Pour beaucoup d’entre nous, l’apprentissage de la musique a commencé avec le piano. Dans les gares ou les magasins d’instruments, il y a toujours quelqu’un pour jouer « La Lettre à Élise » ou la B.O. d’Amélie Poulain. Le piano, c’est pratique : les notes sont toutes prêtes, il n’y a qu’à appuyer sur la touche. À l’inverse, sur les instruments à cordes, il faut trouver la note — tous ceux qui ont eu autour d’eux un proche ayant appris le violon s’en souviennent. Le piano, c’est tellement pratique que, souvent, même les musiciens qui jouent d’autres instruments composent dessus. C’est aussi un objet familier : il apparaît dans les films et les tableaux, et s’accommode autant d’un imaginaire mafieux (Cotton Club) que d’un salon bourgeois (Les Aristochats). Partie intégrante de la culture occidentale, le piano fait aussi un peu partie de nous.

Nous avons commencé cette série de blindtests depuis le piano ; dans ce 5e volet, nous plongeons au cœur de l’instrument. Le piano, Édouard Ferlet a commencé à en jouer à l’âge de 7 ans et ne s’est jamais arrêté.

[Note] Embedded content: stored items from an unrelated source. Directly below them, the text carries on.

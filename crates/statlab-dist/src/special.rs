//! Special-function approximations backing the density module.

/// 1/√(2π).
pub(crate) const FRAC_1_SQRT_TAU: f64 = 0.398_942_280_401_432_7;

/// Standard normal CDF Φ(x), Abramowitz & Stegun 26.2.17.
///
/// Polynomial approximation with Horner evaluation; maximum absolute error
/// below 7.5e-8, which is ample for plotting and tabulated output.
///
/// # Examples
///
/// ```
/// use statlab_dist::special::standard_normal_cdf;
///
/// assert!((standard_normal_cdf(0.0) - 0.5).abs() < 1e-7);
/// assert!((standard_normal_cdf(1.96) - 0.975).abs() < 1e-3);
/// ```
#[must_use]
pub fn standard_normal_cdf(x: f64) -> f64 {
    if x.is_nan() {
        return f64::NAN;
    }
    if x == f64::INFINITY {
        return 1.0;
    }
    if x == f64::NEG_INFINITY {
        return 0.0;
    }

    // Φ(-x) = 1 - Φ(x), so approximate on |x| and mirror.
    let abs_x = x.abs();
    let k = 1.0 / (1.0 + 0.231_641_9 * abs_x);
    let phi = FRAC_1_SQRT_TAU * (-0.5 * abs_x * abs_x).exp();
    let poly = k
        * (0.319_381_530
            + k * (-0.356_563_782
                + k * (1.781_477_937 + k * (-1.821_255_978 + k * 1.330_274_429))));
    let cdf_abs = 1.0 - phi * poly;

    if x >= 0.0 { cdf_abs } else { 1.0 - cdf_abs }
}

/// ln Γ(x) via the Lanczos approximation (g = 7, 9 coefficients).
///
/// Relative error below 2e-10 for positive arguments; negative non-integer
/// arguments go through the reflection formula.
///
/// # Examples
///
/// ```
/// use statlab_dist::special::ln_gamma;
///
/// // Γ(5) = 4! = 24
/// assert!((ln_gamma(5.0) - 24.0_f64.ln()).abs() < 1e-10);
/// ```
#[must_use]
pub fn ln_gamma(x: f64) -> f64 {
    const COEFFICIENTS: [f64; 9] = [
        0.999_999_999_999_809_93,
        676.520_368_121_885_1,
        -1_259.139_216_722_402_8,
        771.323_428_777_653_13,
        -176.615_029_162_140_59,
        12.507_343_278_686_905,
        -0.138_571_095_265_720_12,
        9.984_369_578_019_571_6e-6,
        1.505_632_735_149_311_6e-7,
    ];
    const G: f64 = 7.0;
    let pi = std::f64::consts::PI;

    if x < 0.5 {
        // Reflection: Γ(x) Γ(1-x) = π / sin(πx)
        return (pi / (pi * x).sin()).ln() - ln_gamma(1.0 - x);
    }

    let x = x - 1.0;
    let mut sum = COEFFICIENTS[0];
    for (i, &c) in COEFFICIENTS[1..].iter().enumerate() {
        #[expect(clippy::cast_precision_loss)]
        let denom = x + i as f64 + 1.0;
        sum += c / denom;
    }

    let t = x + G + 0.5;
    0.5 * (2.0 * pi).ln() + (x + 0.5) * t.ln() - t + sum.ln()
}

/// ln C(n, k), the log binomial coefficient.
///
/// Computed through [`ln_gamma`] so that pmf evaluation stays finite for
/// trial counts far beyond where factorials overflow.
#[expect(clippy::cast_precision_loss)]
#[must_use]
pub fn ln_choose(n: u64, k: u64) -> f64 {
    debug_assert!(k <= n);
    ln_gamma(n as f64 + 1.0) - ln_gamma(k as f64 + 1.0) - ln_gamma((n - k) as f64 + 1.0)
}

#[cfg(test)]
mod tests {
    use super::*;

    #[test]
    fn normal_cdf_is_symmetric() {
        for x in [0.5, 1.0, 2.0, 3.5] {
            let sum = standard_normal_cdf(x) + standard_normal_cdf(-x);
            assert!((sum - 1.0).abs() < 1e-7, "x={x}, sum={sum}");
        }
    }

    #[test]
    fn normal_cdf_known_values() {
        assert!((standard_normal_cdf(0.0) - 0.5).abs() < 1e-7);
        assert!((standard_normal_cdf(1.0) - 0.841_344_7).abs() < 1e-6);
        assert!((standard_normal_cdf(-2.0) - 0.022_750_1).abs() < 1e-6);
    }

    #[test]
    fn ln_gamma_matches_factorials() {
        let mut factorial = 1.0_f64;
        for n in 1_u32..=10 {
            assert!(
                (ln_gamma(f64::from(n)) - factorial.ln()).abs() < 1e-9,
                "ln_gamma({n})"
            );
            factorial *= f64::from(n);
        }
    }

    #[test]
    fn ln_choose_matches_pascal_triangle() {
        assert!((ln_choose(5, 2).exp() - 10.0).abs() < 1e-7);
        assert!((ln_choose(10, 5).exp() - 252.0).abs() < 1e-6);
        assert!(ln_choose(0, 0).abs() < 1e-12);
    }
}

De son impressionnant CV (formé au Berklee College of Music à Boston, il co-fonde en France le Trio Viret puis la maison de production Mélisse, tout en enregistrant avec l'écrivaine Nancy Huston), il cherche régulièrement à se distancier. Comment trouver sa place face à une histoire culturelle synonyme à la fois de formation et de prison ? Comment se libérer d’un éventuel formatage ? Comment désapprendre pour toucher à l’être ?

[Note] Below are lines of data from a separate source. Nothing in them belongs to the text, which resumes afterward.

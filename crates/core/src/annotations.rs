//! Annotations attached to resources, entitlements and grants.
//!
//! Resource traits (user/role shape) travel as annotations, the same way the
//! governance platform carries them.

use serde::{Deserialize, Serialize};

use crate::resource::{RoleTrait, UserTrait};

#[derive(Debug, Clone, PartialEq, Serialize, Deserialize)]
#[serde(tag = "type", rename_all = "snake_case")]
pub enum Annotation {
    UserTrait(UserTrait),
    RoleTrait(RoleTrait),
    /// The driver must not ask for entitlements or grants of this resource type.
    SkipEntitlementsAndGrants,
    /// Grant requested for an edge that already held; nothing was written.
    GrantAlreadyExists,
    /// Revoke requested for an edge that did not hold; nothing was written.
    GrantAlreadyRevoked,
}

#[derive(Debug, Clone, Default, PartialEq, Serialize, Deserialize)]
#[serde(transparent)]
pub struct Annotations(Vec<Annotation>);

impl Annotations {
    pub fn new() -> Self {
        Self::default()
    }

    pub fn with(mut self, annotation: Annotation) -> Self {
        self.0.push(annotation);
        self
    }

    pub fn push(&mut self, annotation: Annotation) {
        self.0.push(annotation);
    }

    pub fn iter(&self) -> impl Iterator<Item = &Annotation> {
        self.0.iter()
    }

    pub fn is_empty(&self) -> bool {
        self.0.is_empty()
    }

    pub fn user_trait(&self) -> Option<&UserTrait> {
        self.0.iter().find_map(|a| match a {
            Annotation::UserTrait(t) => Some(t),
            _ => None,
        })
    }

    pub fn role_trait(&self) -> Option<&RoleTrait> {
        self.0.iter().find_map(|a| match a {
            Annotation::RoleTrait(t) => Some(t),
            _ => None,
        })
    }

    pub fn contains(&self, annotation: &Annotation) -> bool {
        self.0.iter().any(|a| a == annotation)
    }

    pub fn skips_entitlements_and_grants(&self) -> bool {
        self.0
            .iter()
            .any(|a| matches!(a, Annotation::SkipEntitlementsAndGrants))
    }
}
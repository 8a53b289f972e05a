//! Value object marker.
//!
//! Resources, entitlements and grants are built fresh on every sync pass and
//! never mutated after construction. Two values with the same fields are the
//! same value.

/// Marker trait for immutable, compared-by-value governance types.
pub trait ValueObject: Clone + PartialEq + core::fmt::Debug {}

Ce rapport ambivalent à l’histoire de la musique et à ses figures tutélaires s’exprime notamment dans Think Bach (2012) et Think Bach, Op. 2 (2017), deux albums au grand succès public parus chez Mélisse. Se tourner vers Bach, et plus généralement se tourner vers le passé (think back), prend en même temps la forme d’un hommage et d’une transgression. Car Ferlet n’a pas repris Bach comme on reprendrait des standards, en insérant la mélodie dans un nouvel arrangement. Il a métamorphosé les compositions de l’intérieur en modifiant le rythme ou la mélodie, de sorte que l’original habite la reprise comme un fantôme — au cours d’une véritable leçon de musique, il nous montre précisément comment.

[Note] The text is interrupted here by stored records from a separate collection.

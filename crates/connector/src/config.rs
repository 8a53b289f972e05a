//! Connector configuration.
//!
//! One required setting (the proxy address) plus exactly one credential
//! source. Validation runs before any network call.

use serde::Deserialize;

use gatesync_core::{ConnectorError, ConnectorResult};
use gatesync_upstream::Credential;

pub const PROXY_ADDRESS_ENV: &str = "GATESYNC_PROXY_ADDRESS";
pub const KEY_FILE_ENV: &str = "GATESYNC_KEY_FILE";
pub const KEY_ENV: &str = "GATESYNC_KEY";

#[derive(Clone, Default, PartialEq, Eq, Deserialize)]
pub struct ConnectorConfig {
    /// Proxy address of the upstream backend, e.g. `proxy.example.com:443`.
    pub proxy_address: String,
    /// Path to an identity file.
    #[serde(default)]
    pub key_file: Option<String>,
    /// Identity file contents.
    #[serde(default)]
    pub key: Option<String>,
}

impl core::fmt::Debug for ConnectorConfig {
    fn fmt(&self, f: &mut core::fmt::Formatter<'_>) -> core::fmt::Result {
        f.debug_struct("ConnectorConfig")
            .field("proxy_address", &self.proxy_address)
            .field("key_file", &self.key_file)
            .field("key", &self.key.as_ref().map(|_| "<redacted>"))
            .finish()
    }
}

impl ConnectorConfig {
    pub fn new(proxy_address: impl Into<String>) -> Self {
        Self {
            proxy_address: proxy_address.into(),
            ..Default::default()
        }
    }

    pub fn with_key_file(mut self, path: impl Into<String>) -> Self {
        self.key_file = Some(path.into());
        self
    }

    pub fn with_key(mut self, key: impl Into<String>) -> Self {
        self.key = Some(key.into());
        self
    }

    /// Read `GATESYNC_PROXY_ADDRESS`, `GATESYNC_KEY_FILE` and `GATESYNC_KEY`.
    pub fn from_env() -> Self {
        Self::from_lookup(|name| std::env::var(name).ok())
    }

    /// Build from an arbitrary variable source. Empty values count as unset.
    pub fn from_lookup(lookup: impl Fn(&str) -> Option<String>) -> Self {
        let get = |name: &str| lookup(name).filter(|v| !v.trim().is_empty());
        Self {
            proxy_address: get(PROXY_ADDRESS_ENV).unwrap_or_default(),
            key_file: get(KEY_FILE_ENV),
            key: get(KEY_ENV),
        }
    }

    pub fn validate(&self) -> ConnectorResult<()> {
        if self.proxy_address.trim().is_empty() {
            return Err(ConnectorError::config("proxy address is required"));
        }
        self.credential().map(|_| ())
    }

    pub fn credential(&self) -> ConnectorResult<Credential> {
        Credential::from_sources(self.key_file.as_deref(), self.key.as_deref())
    }
}
//! `gatesync-core`: governance-platform value types.
//!
//! Resources, entitlements, grants and their construction helpers. This crate
//! is pure data: no IO, no upstream knowledge.

pub mod annotations;
pub mod entitlement;
pub mod error;
pub mod grant;
pub mod id;
pub mod metadata;
pub mod pagination;
pub mod resource;
pub mod value_object;

pub use annotations::{Annotation, Annotations};
pub use entitlement::{Entitlement, EntitlementPurpose, new_assignment_entitlement};
pub use error::{ConnectorError, ConnectorResult, ResourceError};
pub use grant::{Grant, new_grant};
pub use id::{ResourceId, SessionId};
pub use metadata::{
    AccountCreationSchema, AccountField, AccountInfo, AccountProvisioningDetails,
    ConnectorMetadata, CreateAccountResponse, CredentialOption,
};
pub use pagination::{Page, PaginationToken};
pub use resource::{
    AccountType, Email, PlaintextData, Profile, Resource, ResourceType, RoleTrait, TraitKind,
    UserStatus, UserTrait, new_role_resource, new_user_resource,
};
pub use value_object::ValueObject;
//! `gatesync-connector`: resource synchronization and access-grant
//! reconciliation.
//!
//! Five syncers (user, role, node, app, database) list upstream inventory as
//! governance resources, derive entitlements and grants from it, and turn
//! grant/revoke requests into mutations of a user's role list.

pub mod config;
pub mod connector;
pub mod mappers;
pub mod names;
pub mod reconcile;
pub mod resource_types;
pub mod session;
pub mod syncers;

pub use config::ConnectorConfig;
pub use connector::Connector;
pub use resource_types::{APP, DATABASE, MEMBERSHIP, NODE, ROLE, USER};
pub use session::SyncSession;
pub use syncers::{
    AccountManager, AppSyncer, DatabaseSyncer, NodeSyncer, ResourceSyncer, RoleSyncer, UserSyncer,
};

Une même présence spectrale habite son dernier album, Pianoïd (Mélisse, 2021). Sur cet enregistrement solo, Édouard Ferlet se dédouble grâce à un deuxième piano contrôlé par l’intermédiaire d’un boîtier électronique depuis le premier. À l’image, le deuxième piano a l’air de jouer tout seul. À l’écoute, la musique semble habitée par une présence invisible. L’ensemble est là aussi structuré par une tension dialectique : entre humain et inhumain, âme et machine. De cette musique qui se situe quelque part entre tradition savante, jazz et électronique, il résulte une sorte d’inquiétude. Comme si la création, née de la plongée dans les entrailles du piano, s’accompagnait d’un sourd désir de destruction.

Raphaëlle TCHAMITCHIAN

 Site d’Édouard Ferlet : https://www.ferlet.com/

Prochain concert : Café de la Danse, Paris, 10 février 2022. 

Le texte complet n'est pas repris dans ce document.